RECORDED INFORMATION:

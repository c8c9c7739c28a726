//! Command-line configuration

use chrono::Datelike;
use clap::{App, Arg, ArgMatches};

use crate::lib::{calendar::Hemisphere, date::Month};
use crate::load::error::Record;

/// Years accepted for the rolling window
const YEARS: std::ops::RangeInclusive<i32> = 1000..=9999;

#[derive(Debug, Clone, PartialEq, Eq)]
pub struct Config {
    /// seed program, `None` for the builtin one
    pub program: Option<String>,
    pub year: i32,
    pub start: Month,
    pub hemisphere: Hemisphere,
    /// write the SVG sheet here and exit
    pub print: Option<String>,
    /// print the grid once instead of starting the command loop
    pub batch: bool,
    pub color: bool,
}

fn app() -> App<'static, 'static> {
    App::new("turfplan")
        .version(env!("CARGO_PKG_VERSION"))
        .about("Plan seasonal turf-care applications on a rolling 12-month week grid")
        .arg(
            Arg::with_name("PROGRAM")
                .help("Program file to load instead of the builtin one")
                .index(1),
        )
        .arg(
            Arg::with_name("year")
                .short("y")
                .long("year")
                .takes_value(true)
                .value_name("YEAR")
                .help("Year of the first month of the window [default: current year]"),
        )
        .arg(
            Arg::with_name("start")
                .short("s")
                .long("start")
                .takes_value(true)
                .value_name("MON")
                .default_value("Jul")
                .help("First month of the window, as a label or a number"),
        )
        .arg(
            Arg::with_name("north")
                .long("north")
                .help("Use northern-hemisphere season names"),
        )
        .arg(
            Arg::with_name("print")
                .short("p")
                .long("print")
                .takes_value(true)
                .value_name("FILE")
                .help("Write the grid as an SVG sheet and exit"),
        )
        .arg(
            Arg::with_name("batch")
                .short("b")
                .long("batch")
                .help("Print the grid once and exit"),
        )
        .arg(
            Arg::with_name("no-color")
                .long("no-color")
                .help("Do not color the grid"),
        )
}

impl Config {
    /// Read the process arguments
    pub fn from_args(errs: &mut Record) -> Option<Self> {
        Self::from_matches(&app().get_matches(), errs)
    }

    /// Validate parsed arguments, registering every problem in `errs`
    pub fn from_matches(m: &ArgMatches, errs: &mut Record) -> Option<Self> {
        let year = match m.value_of("year") {
            None => Some(chrono::Local::now().year()),
            Some(text) => match text.parse::<i32>() {
                Ok(year) if YEARS.contains(&year) => Some(year),
                Ok(year) => {
                    errs.make("Unsupported year")
                        .text(format!("{} is outside of the supported range for years", year))
                        .hint("year should be between 1000 and 9999 inclusive");
                    None
                }
                Err(_) => {
                    errs.make("Invalid year")
                        .text(format!("'{}' is not a year", text))
                        .hint("pass a 4-digit year, e.g. --year 2025");
                    None
                }
            },
        };
        let start = match m.value_of("start").unwrap_or("Jul").parse::<Month>() {
            Ok(month) => Some(month),
            Err(e) => {
                errs.make("Invalid month")
                    .text(e)
                    .hint("Months are 'Jan', 'Feb', ..., 'Dec'");
                None
            }
        };
        let hemisphere = if m.is_present("north") {
            Hemisphere::Northern
        } else {
            Hemisphere::Southern
        };
        Some(Self {
            program: m.value_of("PROGRAM").map(String::from),
            year: year?,
            start: start?,
            hemisphere,
            print: m.value_of("print").map(String::from),
            batch: m.is_present("batch"),
            color: !m.is_present("no-color"),
        })
    }
}

#[cfg(test)]
mod test {
    use super::*;

    fn parse(args: &[&str]) -> (Option<Config>, Record) {
        let mut errs = Record::new();
        let m = app().get_matches_from(std::iter::once("turfplan").chain(args.iter().copied()));
        (Config::from_matches(&m, &mut errs), errs)
    }

    #[test]
    fn defaults() {
        let (config, errs) = parse(&[]);
        assert!(errs.is_empty());
        let config = config.unwrap();
        assert_eq!(config.program, None);
        assert_eq!(config.start, Month::Jul);
        assert_eq!(config.hemisphere, Hemisphere::Southern);
        assert_eq!(config.year, chrono::Local::now().year());
        assert!(config.color);
        assert!(!config.batch);
    }

    #[test]
    fn explicit() {
        let (config, _) = parse(&["plan.prog", "-y", "2024", "--start", "jan", "--north", "-b", "--print", "out.svg"]);
        let config = config.unwrap();
        assert_eq!(config.program.as_deref(), Some("plan.prog"));
        assert_eq!(config.year, 2024);
        assert_eq!(config.start, Month::Jan);
        assert_eq!(config.hemisphere, Hemisphere::Northern);
        assert_eq!(config.print.as_deref(), Some("out.svg"));
        assert!(config.batch);
        let (config, _) = parse(&["--start", "9"]);
        assert_eq!(config.unwrap().start, Month::Sep);
    }

    #[test]
    fn invalid_values() {
        let (config, errs) = parse(&["--year", "20x5", "--start", "Jly"]);
        assert!(config.is_none());
        assert_eq!(errs.count_errors(), 2);
        let (config, errs) = parse(&["--year", "99"]);
        assert!(config.is_none());
        assert!(errs.labels().any(|l| l == "Unsupported year"));
    }
}
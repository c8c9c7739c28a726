//! ANSI escapes for everything printed to the terminal

use std::fmt;

use crate::lib::schedule::Category;

pub const RED: &str = "\x1b[1;91m";
pub const YELLOW: &str = "\x1b[1;93m";
pub const CYAN: &str = "\x1b[1;96m";
pub const BOLD: &str = "\x1b[1m";
pub const REVERSE: &str = "\x1b[7m";
pub const DIM: &str = "\x1b[2m";
pub const RESET: &str = "\x1b[0m";

/// Foreground of the cells of a category
pub fn category(c: Category) -> &'static str {
    match c {
        Category::Blue => "\x1b[34m",
        Category::Orange => "\x1b[38;5;208m",
        Category::Green => "\x1b[32m",
        Category::Red => "\x1b[31m",
        Category::Purple => "\x1b[35m",
    }
}

/// Whether escapes are written at all
#[derive(Debug, Clone, Copy, PartialEq, Eq)]
pub struct Paint(bool);

impl Paint {
    pub const ON: Self = Self(true);
    pub const OFF: Self = Self(false);

    pub fn new(on: bool) -> Self {
        Self(on)
    }

    /// `text` between `style` and a reset, or bare when painting is off
    pub fn wrap<T>(self, style: &str, text: T) -> String
    where
        T: fmt::Display,
    {
        if self.0 && !style.is_empty() {
            format!("{}{}{}", style, text, RESET)
        } else {
            text.to_string()
        }
    }
}

#[cfg(test)]
mod test {
    use super::*;

    #[test]
    fn wrapping() {
        assert_eq!(Paint::ON.wrap(RED, "error"), "\x1b[1;91merror\x1b[0m");
        assert_eq!(Paint::OFF.wrap(RED, "error"), "error");
        assert_eq!(Paint::ON.wrap("", 12), "12");
        assert_eq!(Paint::new(true), Paint::ON);
    }
}
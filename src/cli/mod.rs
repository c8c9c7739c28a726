//! Everything that talks to the user: arguments, terminal grid,
//! SVG sheet and the command loop

pub mod color;
pub mod config;
pub mod repl;
pub mod sheet;
pub mod table;
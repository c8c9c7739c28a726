//! Application periods and the groups they are presented in
//!
//! The operations here are pure: `clamp` and `move_period` take a value and
//! return a new one, leaving the input untouched, and `period_at` only reads.
//! The single mutable owner of a program lives in `board`.

use std::fmt;
use std::str::FromStr;

use crate::lib::{calendar::Calendar, date::Month};

/// Identity of a period, unique across a program and stable for the session
#[derive(Debug, Clone, Copy, PartialEq, Eq, Hash, PartialOrd, Ord)]
pub struct PeriodId(pub usize);

impl fmt::Display for PeriodId {
    fn fmt(&self, f: &mut fmt::Formatter<'_>) -> fmt::Result {
        write!(f, "app-{}", self.0)
    }
}

/// Display colour of a period
#[derive(Debug, Clone, Copy, PartialEq, Eq, Hash)]
pub enum Category {
    Blue,
    Orange,
    Green,
    Red,
    Purple,
}

impl Category {
    pub const ALL: [Category; 5] = {
        use Category::*;
        [Blue, Orange, Green, Red, Purple]
    };

    pub fn name(self) -> &'static str {
        use Category::*;
        match self {
            Blue => "blue",
            Orange => "orange",
            Green => "green",
            Red => "red",
            Purple => "purple",
        }
    }
}

impl fmt::Display for Category {
    fn fmt(&self, f: &mut fmt::Formatter<'_>) -> fmt::Result {
        write!(f, "{}", self.name())
    }
}

/// Text that does not name a category
#[derive(Debug, Clone, PartialEq, Eq)]
pub struct UnknownCategory(pub String);

impl fmt::Display for UnknownCategory {
    fn fmt(&self, f: &mut fmt::Formatter<'_>) -> fmt::Result {
        write!(f, "'{}' is not a valid category", self.0)
    }
}

impl FromStr for Category {
    type Err = UnknownCategory;

    fn from_str(s: &str) -> Result<Self, Self::Err> {
        Self::ALL
            .iter()
            .copied()
            .find(|c| c.name().eq_ignore_ascii_case(s))
            .ok_or_else(|| UnknownCategory(s.to_string()))
    }
}

/// How strongly a week of a period is shaded
#[derive(Debug, Clone, Copy, PartialEq, Eq)]
pub enum Intensity {
    Heavy,
    Medium,
    Light,
}

impl Intensity {
    /// Tier of the `position`-th week (1-based) of a period
    pub fn at(position: u8) -> Self {
        match position {
            0 | 1 => Intensity::Heavy,
            2 => Intensity::Medium,
            _ => Intensity::Light,
        }
    }
}

/// A block of consecutive weeks inside one month
#[derive(Debug, Clone, PartialEq, Eq)]
pub struct ApplicationPeriod {
    pub id: PeriodId,
    pub month: Month,
    /// 1-based week column
    pub start_week: u8,
    /// number of weeks, at least 1
    pub duration: u8,
    pub category: Category,
}

impl ApplicationPeriod {
    /// Last week covered (inclusive)
    pub fn end_week(&self) -> u8 {
        self.start_week.saturating_add(self.duration).saturating_sub(1)
    }

    /// 1-based position of `week` within the period, if covered
    pub fn position(&self, month: Month, week: u8) -> Option<u8> {
        if self.month == month && self.start_week <= week && week <= self.end_week() {
            Some(week - self.start_week + 1)
        } else {
            None
        }
    }

    /// Whether two periods share a week
    pub fn overlaps(&self, other: &Self) -> bool {
        self.month == other.month
            && self.start_week <= other.end_week()
            && other.start_week <= self.end_week()
    }
}

/// Fit a period inside a month of `weeks` columns
///
/// The start week is pulled back to at most `weeks`, then the duration is
/// truncated so that the period ends on or before the last column. A period
/// with `start_week >= 1` stays that way. Idempotent.
pub fn clamp(period: ApplicationPeriod, weeks: u8) -> ApplicationPeriod {
    let start_week = period.start_week.clamp(1, weeks.max(1));
    let duration = period.duration.min(weeks.saturating_sub(start_week) + 1);
    ApplicationPeriod { start_week, duration, ..period }
}

/// First period covering `week` of `month`, along with the week's position in it
///
/// Periods are scanned in order; when two overlap the earlier one is reported.
pub fn period_at(
    periods: &[ApplicationPeriod],
    month: Month,
    week: u8,
) -> Option<(&ApplicationPeriod, u8)> {
    periods
        .iter()
        .find_map(|p| p.position(month, week).map(|pos| (p, pos)))
}

/// A named line of the program
#[derive(Debug, Clone, PartialEq, Eq)]
pub struct Item {
    pub name: String,
    pub applications: Vec<ApplicationPeriod>,
}

impl Item {
    pub fn period_at(&self, month: Month, week: u8) -> Option<(&ApplicationPeriod, u8)> {
        period_at(&self.applications, month, week)
    }

    pub fn find(&self, id: PeriodId) -> Option<&ApplicationPeriod> {
        self.applications.iter().find(|p| p.id == id)
    }

    /// Pairs of periods of this item that share a week
    pub fn overlaps(&self) -> Vec<(PeriodId, PeriodId)> {
        let mut pairs = Vec::new();
        for (i, a) in self.applications.iter().enumerate() {
            for b in &self.applications[i + 1..] {
                if a.overlaps(b) {
                    pairs.push((a.id, b.id));
                }
            }
        }
        pairs
    }
}

/// Reschedule one period of `item` to start at `week` of `month`, a month
/// with `weeks` columns
///
/// Returns `None`, meaning nothing changes, when the id is not in the item
/// or the week is not a column of the target month. Otherwise the returned
/// item differs from the input in exactly that period: its month and start
/// are the target, its duration is truncated to fit before the end of the
/// month, and its id and category are kept.
pub fn move_period(
    item: &Item,
    id: PeriodId,
    month: Month,
    week: u8,
    weeks: u8,
) -> Option<Item> {
    let index = item.applications.iter().position(|p| p.id == id)?;
    if !(1..=weeks).contains(&week) {
        return None;
    }
    let dragged = &item.applications[index];
    let moved = ApplicationPeriod {
        month,
        start_week: week,
        duration: dragged.duration.min(weeks - week + 1),
        ..dragged.clone()
    };
    let mut applications = item.applications.clone();
    applications[index] = clamp(moved, weeks);
    Some(Item { name: item.name.clone(), applications })
}

/// A titled group of items
#[derive(Debug, Clone, PartialEq, Eq)]
pub struct Section {
    /// may be empty, in which case no title row is drawn
    pub title: String,
    pub subtitle: Option<String>,
    pub items: Vec<Item>,
}

/// Where an item sits in a program
#[derive(Debug, Clone, Copy, PartialEq, Eq)]
pub struct Location {
    pub section: usize,
    pub item: usize,
}

/// The whole schedule: an immutable snapshot
#[derive(Debug, Clone, Default, PartialEq, Eq)]
pub struct Program {
    pub sections: Vec<Section>,
}

impl Program {
    pub fn item(&self, loc: Location) -> Option<&Item> {
        self.sections.get(loc.section)?.items.get(loc.item)
    }

    /// Find the item owning period `id`
    pub fn locate(&self, id: PeriodId) -> Option<Location> {
        self.sections.iter().enumerate().find_map(|(s, section)| {
            section
                .items
                .iter()
                .position(|item| item.find(id).is_some())
                .map(|i| Location { section: s, item: i })
        })
    }

    /// Copy of the program with the item at `loc` replaced
    pub fn with_item(&self, loc: Location, item: Item) -> Self {
        let mut next = self.clone();
        if let Some(slot) = next
            .sections
            .get_mut(loc.section)
            .and_then(|s| s.items.get_mut(loc.item))
        {
            *slot = item;
        }
        next
    }

    /// Copy of the program with every period clamped to its month
    pub fn clamped(&self, calendar: &Calendar) -> Self {
        let mut next = self.clone();
        for item in next.sections.iter_mut().flat_map(|s| s.items.iter_mut()) {
            for p in item.applications.iter_mut() {
                *p = clamp(p.clone(), calendar.weeks(p.month));
            }
        }
        next
    }

    pub fn periods(&self) -> impl Iterator<Item = &ApplicationPeriod> {
        self.sections
            .iter()
            .flat_map(|s| s.items.iter())
            .flat_map(|i| i.applications.iter())
    }

    pub fn item_count(&self) -> usize {
        self.sections.iter().map(|s| s.items.len()).sum()
    }
}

WHAT THE TASK ASKS:
Would you quote everything above from the line containing "one is reported." down to the line containing "in the item"? Include both of those lines and nothing else.

OUTPUT OF THE EXERCISE:
/// Periods are scanned in order; when two overlap the earlier one is reported.
pub fn period_at(
    periods: &[ApplicationPeriod],
    month: Month,
    week: u8,
) -> Option<(&ApplicationPeriod, u8)> {
    periods
        .iter()
        .find_map(|p| p.position(month, week).map(|pos| (p, pos)))
}

/// A named line of the program
#[derive(Debug, Clone, PartialEq, Eq)]
pub struct Item {
    pub name: String,
    pub applications: Vec<ApplicationPeriod>,
}

impl Item {
    pub fn period_at(&self, month: Month, week: u8) -> Option<(&ApplicationPeriod, u8)> {
        period_at(&self.applications, month, week)
    }

    pub fn find(&self, id: PeriodId) -> Option<&ApplicationPeriod> {
        self.applications.iter().find(|p| p.id == id)
    }

    /// Pairs of periods of this item that share a week
    pub fn overlaps(&self) -> Vec<(PeriodId, PeriodId)> {
        let mut pairs = Vec::new();
        for (i, a) in self.applications.iter().enumerate() {
            for b in &self.applications[i + 1..] {
                if a.overlaps(b) {
                    pairs.push((a.id, b.id));
                }
            }
        }
        pairs
    }
}

/// Reschedule one period of `item` to start at `week` of `month`, a month
/// with `weeks` columns
///
/// Returns `None`, meaning nothing changes, when the id is not in the item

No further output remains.